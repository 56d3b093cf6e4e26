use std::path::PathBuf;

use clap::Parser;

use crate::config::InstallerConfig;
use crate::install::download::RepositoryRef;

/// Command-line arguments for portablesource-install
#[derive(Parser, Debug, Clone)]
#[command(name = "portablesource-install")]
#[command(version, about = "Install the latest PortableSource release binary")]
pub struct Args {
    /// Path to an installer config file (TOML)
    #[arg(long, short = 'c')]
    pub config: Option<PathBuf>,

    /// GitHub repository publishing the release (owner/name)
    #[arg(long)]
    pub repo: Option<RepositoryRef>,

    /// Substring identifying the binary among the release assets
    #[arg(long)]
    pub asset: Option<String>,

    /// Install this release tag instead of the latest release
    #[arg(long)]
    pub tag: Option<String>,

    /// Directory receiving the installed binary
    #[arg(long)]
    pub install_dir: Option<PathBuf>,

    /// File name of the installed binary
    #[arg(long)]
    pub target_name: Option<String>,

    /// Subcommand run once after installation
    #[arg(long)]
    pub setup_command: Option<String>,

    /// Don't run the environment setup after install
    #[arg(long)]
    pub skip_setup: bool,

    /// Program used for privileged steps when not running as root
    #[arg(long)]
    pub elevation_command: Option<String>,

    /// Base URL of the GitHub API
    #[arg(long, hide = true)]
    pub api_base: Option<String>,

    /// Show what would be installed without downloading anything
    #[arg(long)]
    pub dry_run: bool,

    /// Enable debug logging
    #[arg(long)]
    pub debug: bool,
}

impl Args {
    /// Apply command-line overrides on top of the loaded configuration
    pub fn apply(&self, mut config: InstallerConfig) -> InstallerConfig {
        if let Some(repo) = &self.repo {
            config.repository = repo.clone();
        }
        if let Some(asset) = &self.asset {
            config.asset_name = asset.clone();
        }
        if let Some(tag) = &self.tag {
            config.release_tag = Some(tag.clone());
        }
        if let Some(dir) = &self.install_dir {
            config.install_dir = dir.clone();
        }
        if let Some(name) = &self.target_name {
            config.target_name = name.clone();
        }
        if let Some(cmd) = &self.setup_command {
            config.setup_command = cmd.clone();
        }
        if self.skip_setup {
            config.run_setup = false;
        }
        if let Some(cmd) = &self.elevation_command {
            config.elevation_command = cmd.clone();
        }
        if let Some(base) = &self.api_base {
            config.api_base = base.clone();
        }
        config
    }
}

**WHAT THE EXERCISE ASKS**
Give back the listing exactly, please, from its first line to the line containing "#[derive(Parser, Debug, Clone)]", inclusive, and nothing past that line.

**EXERCISE ANSWER**
repository 56d3b093cf6e4e26
use std::path::PathBuf;

use clap::Parser;

use crate::config::InstallerConfig;
use crate::install::download::RepositoryRef;

/// Command-line arguments for portablesource-install
#[derive(Parser, Debug, Clone)]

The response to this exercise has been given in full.